Text Recognition Model Architecture

Taeyang's Learning Lab 2025. 5. 19. 18:43

2025. 5. 19. 18:43

After completing the data preprocessing, I will now document the architecture of the model I built.

model overview

The model used for text-based emotion classification follows a CNN + BiLSTM + Attention architecture.

This structure was chosen because it captures not only the sequential characteristics of a sentence but also local patterns, making it well-suited for emotion analysis.

CNN (Convolutional Neural Network)
- The Conv1D layer is used to extract local features by capturing consecutive word patterns in a sentence—essentially n-gram information, such as emotion-related expressions that appear in groups of 2 to 3 words.
- By setting the kernel size to 3 (kernel_size=3), the model is trained to detect patterns at the 3-gram level.
BiLSTM (Bidirectional Long Short-Term Memory)
- A bidirectional LSTM is used to capture both the forward and backward context of a sentence.
- With return_sequences=True, the output at each time step is preserved and passed to the next layer, allowing the Attention mechanism to make use of the full sequence information.
Attention Layer
- This is not a built-in Keras layer, but a custom Attention layer that I implemented myself.
- It learns attention weights based on the word vectors at each time step and generates a context vector that focuses on the most important parts of the sentence.
- Internally, it uses two Dense layers (W and V) to compute attention scores, which are then normalized using a softmax function.
- When a mask is provided, extremely small values are assigned to the padding positions to prevent the model from attending to them.

With this combination, I aimed to enhance emotion classification performance, especially for Korean—a language with a flexible word order.

model implementation and design

The model was implemented using TensorFlow and Keras.

The model was trained with the following configuration:

Loss Function: Sparse Categorical Crossentropy (well-suited for integer-encoded labels)
Optimizer: Adam (Learning_rate = 0.0003)
Batch Size: 64
Epochs: 50
EarlyStopping & ReduceLROnPlateau : prevent overfitting during training

In addition, to address class imbalance in the dataset, class_weight was used to assign appropriate weights during training.

An ensemble approach was also applied, selecting the best-performing model based on validation accuracy.

Detailed training parameters and performance results will be covered in the next post.

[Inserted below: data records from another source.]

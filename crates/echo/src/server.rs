use std::convert::Infallible;
use std::pin::Pin;
use std::task::{Context, Poll};

use tokio::sync::mpsc;
use tokio_stream::Stream;
use tokio_stream::wrappers::ReceiverStream;
use tonic::codec::{ProstCodec, Streaming};
use tonic::codegen::{Body, BoxFuture, Service, StdError, http};
use tonic::metadata::{KeyAndValueRef, MetadataMap, MetadataValue};
use tonic::server::{Grpc, NamedService, ServerStreamingService, StreamingService};
use tonic::{Code, Request, Response, Status};

use crate::proto::{BUFF, EchoBatchResponse, EchoRequest, EchoResponse, LIVE, MANY, ONCE, SERVICE_NAME};

/// Responses buffered ahead of a slow reader.
const RESPONSE_BUFFER: usize = 4;

type ResponseStream<T> = Pin<Box<dyn Stream<Item = Result<T, Status>> + Send + 'static>>;

/// Rotates `text` right by `shift` characters; negative shifts rotate left.
pub fn circular_shift(text: &str, shift: i32) -> String {
	let chars: Vec<char> = text.chars().collect();
	if chars.is_empty() {
		return String::new();
	}
	let split = i64::from(shift).wrapping_neg().rem_euclid(chars.len() as i64) as usize;
	chars[split..].iter().chain(&chars[..split]).collect()
}

fn is_reserved(key: &str) -> bool {
	matches!(key, "content-type" | "te" | "user-agent") || key.starts_with("grpc-")
}

/// Caller metadata minus transport headers, tagged with `timing`.
fn echoed(caller: &MetadataMap, timing: &'static str) -> MetadataMap {
	let mut md = MetadataMap::new();
	for entry in caller.iter() {
		match entry {
			KeyAndValueRef::Ascii(key, value) if !is_reserved(key.as_str()) => {
				md.append(key.clone(), value.clone());
			}
			KeyAndValueRef::Binary(key, value) if !is_reserved(key.as_str()) => {
				md.append_bin(key.clone(), value.clone());
			}
			_ => {}
		}
	}
	md.insert("timing", MetadataValue::from_static(timing));
	md
}

/// Terminal status that ends a response stream successfully with `trailer`.
fn finished(trailer: MetadataMap) -> Status {
	Status::with_metadata(Code::Ok, "", trailer)
}

fn requested_status(req: &EchoRequest, trailer: &MetadataMap) -> Option<Status> {
	req.status
		.as_ref()
		.filter(|status| status.code != Code::Ok as i32)
		.map(|status| Status::with_metadata(Code::from_i32(status.code), status.message.clone(), trailer.clone()))
}

/// Answers one request, continuing the call's sequence numbering.
fn expand(sequence: &mut u32, req: &EchoRequest, trailer: &MetadataMap) -> Result<Vec<EchoResponse>, Status> {
	if let Some(status) = requested_status(req, trailer) {
		return Err(status);
	}
	let mut message = req.message.clone();
	let replies = (0..req.repeat.max(1))
		.map(|_| {
			message = circular_shift(&message, req.circular_shift);
			let reply = EchoResponse {
				message: message.clone(),
				sequence: *sequence,
			};
			*sequence = sequence.wrapping_add(1);
			reply
		})
		.collect();
	Ok(replies)
}

fn with_header<T>(stream: ResponseStream<T>, header: MetadataMap) -> Response<ResponseStream<T>> {
	let mut response = Response::new(stream);
	*response.metadata_mut() = header;
	response
}

fn once(request: Request<EchoRequest>) -> Response<ResponseStream<EchoResponse>> {
	let header = echoed(request.metadata(), "header");
	let trailer = echoed(request.metadata(), "trailer");
	let req = request.into_inner();

	let stream: ResponseStream<EchoResponse> = if let Some(status) = requested_status(&req, &trailer) {
		Box::pin(tokio_stream::once(Err(status)))
	} else if req.over_void {
		Box::pin(tokio_stream::pending())
	} else {
		let reply = EchoResponse {
			message: circular_shift(&req.message, req.circular_shift),
			sequence: 0,
		};
		Box::pin(tokio_stream::iter([Ok(reply), Err(finished(trailer))]))
	};
	with_header(stream, header)
}

fn many(request: Request<EchoRequest>) -> Response<ResponseStream<EchoResponse>> {
	let req = request.into_inner();
	let stream: ResponseStream<EchoResponse> = if req.over_void {
		Box::pin(tokio_stream::pending())
	} else {
		let items = match expand(&mut 0, &req, &MetadataMap::new()) {
			Ok(replies) => replies.into_iter().map(Ok).collect(),
			Err(status) => vec![Err(status)],
		};
		Box::pin(tokio_stream::iter(items))
	};
	Response::new(stream)
}

fn buff(request: Request<Streaming<EchoRequest>>) -> Response<ResponseStream<EchoBatchResponse>> {
	let mut inbound = request.into_inner();
	let (tx, rx) = mpsc::channel(1);
	tokio::spawn(async move {
		let mut sequence = 0;
		let mut items = Vec::new();
		let outcome = loop {
			match inbound.message().await {
				Ok(Some(req)) => match expand(&mut sequence, &req, &MetadataMap::new()) {
					Ok(replies) => items.extend(replies),
					Err(status) => break Err(status),
				},
				Ok(None) => break Ok(EchoBatchResponse { items }),
				Err(status) => break Err(status),
			}
		};
		let _ = tx.send(outcome).await;
	});
	Response::new(Box::pin(ReceiverStream::new(rx)))
}

fn live(request: Request<Streaming<EchoRequest>>) -> Response<ResponseStream<EchoResponse>> {
	let header = echoed(request.metadata(), "header");
	let trailer = echoed(request.metadata(), "trailer");
	let mut inbound = request.into_inner();
	let (tx, rx) = mpsc::channel(RESPONSE_BUFFER);

	tokio::spawn(async move {
		let mut sequence = 0;
		loop {
			let req = match inbound.message().await {
				Ok(Some(req)) => req,
				Ok(None) => {
					let _ = tx.send(Err(finished(trailer))).await;
					return;
				}
				Err(status) => {
					tracing::debug!(code = ?status.code(), "echo.live.inbound_failed");
					let _ = tx.send(Err(status)).await;
					return;
				}
			};
			match expand(&mut sequence, &req, &trailer) {
				Ok(replies) => {
					for reply in replies {
						if tx.send(Ok(reply)).await.is_err() {
							return;
						}
					}
				}
				Err(status) => {
					let _ = tx.send(Err(status)).await;
					return;
				}
			}
		}
	});
	with_header(Box::pin(ReceiverStream::new(rx)), header)
}

struct OnceSvc;

impl ServerStreamingService<EchoRequest> for OnceSvc {
	type Response = EchoResponse;
	type ResponseStream = ResponseStream<EchoResponse>;
	type Future = BoxFuture<Response<Self::ResponseStream>, Status>;

	fn call(&mut self, request: Request<EchoRequest>) -> Self::Future {
		Box::pin(async move { Ok(once(request)) })
	}
}

struct ManySvc;

impl ServerStreamingService<EchoRequest> for ManySvc {
	type Response = EchoResponse;
	type ResponseStream = ResponseStream<EchoResponse>;
	type Future = BoxFuture<Response<Self::ResponseStream>, Status>;

	fn call(&mut self, request: Request<EchoRequest>) -> Self::Future {
		Box::pin(async move { Ok(many(request)) })
	}
}

struct BuffSvc;

impl StreamingService<EchoRequest> for BuffSvc {
	type Response = EchoBatchResponse;
	type ResponseStream = ResponseStream<EchoBatchResponse>;
	type Future = BoxFuture<Response<Self::ResponseStream>, Status>;

	fn call(&mut self, request: Request<Streaming<EchoRequest>>) -> Self::Future {
		Box::pin(async move { Ok(buff(request)) })
	}
}

struct LiveSvc;

impl StreamingService<EchoRequest> for LiveSvc {
	type Response = EchoResponse;
	type ResponseStream = ResponseStream<EchoResponse>;
	type Future = BoxFuture<Response<Self::ResponseStream>, Status>;

	fn call(&mut self, request: Request<Streaming<EchoRequest>>) -> Self::Future {
		Box::pin(async move { Ok(live(request)) })
	}
}

/// The `echo.EchoService` server.
///
/// Every method answers through a response stream, so that unary and
/// client-streaming calls can still attach trailers to a successful reply.
#[derive(Debug, Clone, Copy, Default)]
pub struct EchoServer;

impl<B> Service<http::Request<B>> for EchoServer
where
	B: Body + Send + 'static,
	B::Error: Into<StdError> + Send + 'static,
{
	type Response = http::Response<tonic::body::BoxBody>;
	type Error = Infallible;
	type Future = BoxFuture<Self::Response, Self::Error>;

	fn poll_ready(&mut self, _cx: &mut Context<'_>) -> Poll<Result<(), Self::Error>> {
		Poll::Ready(Ok(()))
	}

	fn call(&mut self, req: http::Request<B>) -> Self::Future {
		let path = req.uri().path().to_string();
		tracing::trace!(method = %path, "echo.call");
		match path.as_str() {
			ONCE => Box::pin(async move { Ok(Grpc::new(ProstCodec::default()).server_streaming(OnceSvc, req).await) }),
			MANY => Box::pin(async move { Ok(Grpc::new(ProstCodec::default()).server_streaming(ManySvc, req).await) }),
			BUFF => Box::pin(async move { Ok(Grpc::new(ProstCodec::default()).streaming(BuffSvc, req).await) }),
			LIVE => Box::pin(async move { Ok(Grpc::new(ProstCodec::default()).streaming(LiveSvc, req).await) }),
			_ => {
				let response = Status::unimplemented(format!("unknown method {path}")).to_http();
				Box::pin(async move { Ok(response) })
			}
		}
	}
}

impl NamedService for EchoServer {
	const NAME: &'static str = SERVICE_NAME;
}

#[cfg(test)]
mod tests {
	use super::*;
	use crate::proto::EchoStatus;

	#[test]
	fn shifts_right_by_characters() {
		assert_eq!(circular_shift("Lebowski", 3), "skiLebow");
		assert_eq!(circular_shift("Lebowski", -3), "owskiLeb");
		assert_eq!(circular_shift("Lebowski", 8), "Lebowski");
		assert_eq!(circular_shift("Lebowski", 11), "skiLebow");
		assert_eq!(circular_shift("", 5), "");
		assert_eq!(circular_shift("héllo", 1), "ohéll");
	}

	#[test]
	fn expand_applies_shift_cumulatively() {
		let req = EchoRequest {
			message: "abc".into(),
			repeat: 3,
			circular_shift: 1,
			..Default::default()
		};
		let mut sequence = 5;
		let replies = expand(&mut sequence, &req, &MetadataMap::new()).unwrap();
		let got: Vec<_> = replies.iter().map(|r| (r.message.as_str(), r.sequence)).collect();
		assert_eq!(got, [("cab", 5), ("bca", 6), ("abc", 7)]);
		assert_eq!(sequence, 8);
	}

	#[test]
	fn zero_repeat_answers_once() {
		let req = EchoRequest {
			message: "x".into(),
			..Default::default()
		};
		assert_eq!(expand(&mut 0, &req, &MetadataMap::new()).unwrap().len(), 1);
	}

	#[test]
	fn requested_status_carries_trailer() {
		let mut trailer = MetadataMap::new();
		trailer.insert("timing", MetadataValue::from_static("trailer"));
		let req = EchoRequest {
			status: Some(EchoStatus {
				code: Code::NotFound as i32,
				message: "nowhere".into(),
			}),
			..Default::default()
		};
		let status = expand(&mut 0, &req, &trailer).unwrap_err();
		assert_eq!(status.code(), Code::NotFound);
		assert_eq!(status.message(), "nowhere");
		assert_eq!(status.metadata().get("timing").unwrap(), "trailer");
	}

	#[test]
	fn ok_status_is_ignored() {
		let req = EchoRequest {
			message: "fine".into(),
			status: Some(EchoStatus {
				code: 0,
				message: "ignored".into(),
			}),
			..Default::default()
		};
		assert!(expand(&mut 0, &req, &MetadataMap::new()).is_ok());
	}

	#[test]
	fn echoed_metadata_drops_transport_headers() {
		let mut caller = MetadataMap::new();
		caller.insert("content-type", MetadataValue::from_static("application/grpc"));
		caller.insert("grpc-timeout", MetadataValue::from_static("1S"));
		caller.insert("x-name", MetadataValue::from_static("dude"));
		caller.insert("timing", MetadataValue::from_static("whenever"));

		let md = echoed(&caller, "header");
		assert_eq!(md.len(), 2);
		assert_eq!(md.get("x-name").unwrap(), "dude");
		assert_eq!(md.get("timing").unwrap(), "header");
	}
}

Lessons Learned from Building a Text Classification Model

Designing and implementing the model architecture was a process filled with important decisions and challenges.

One of the biggest difficulties was balancing model complexity with training stability—especially when combining convolutional and recurrent layers with a custom attention mechanism.

It required careful experimentation to ensure that each layer added meaningful value without introducing unnecessary overhead.

In particular, handling the flexible word order of the Korean language posed unique modeling challenges, which led me to choose a BiLSTM + Attention structure that could dynamically capture both local and contextual features.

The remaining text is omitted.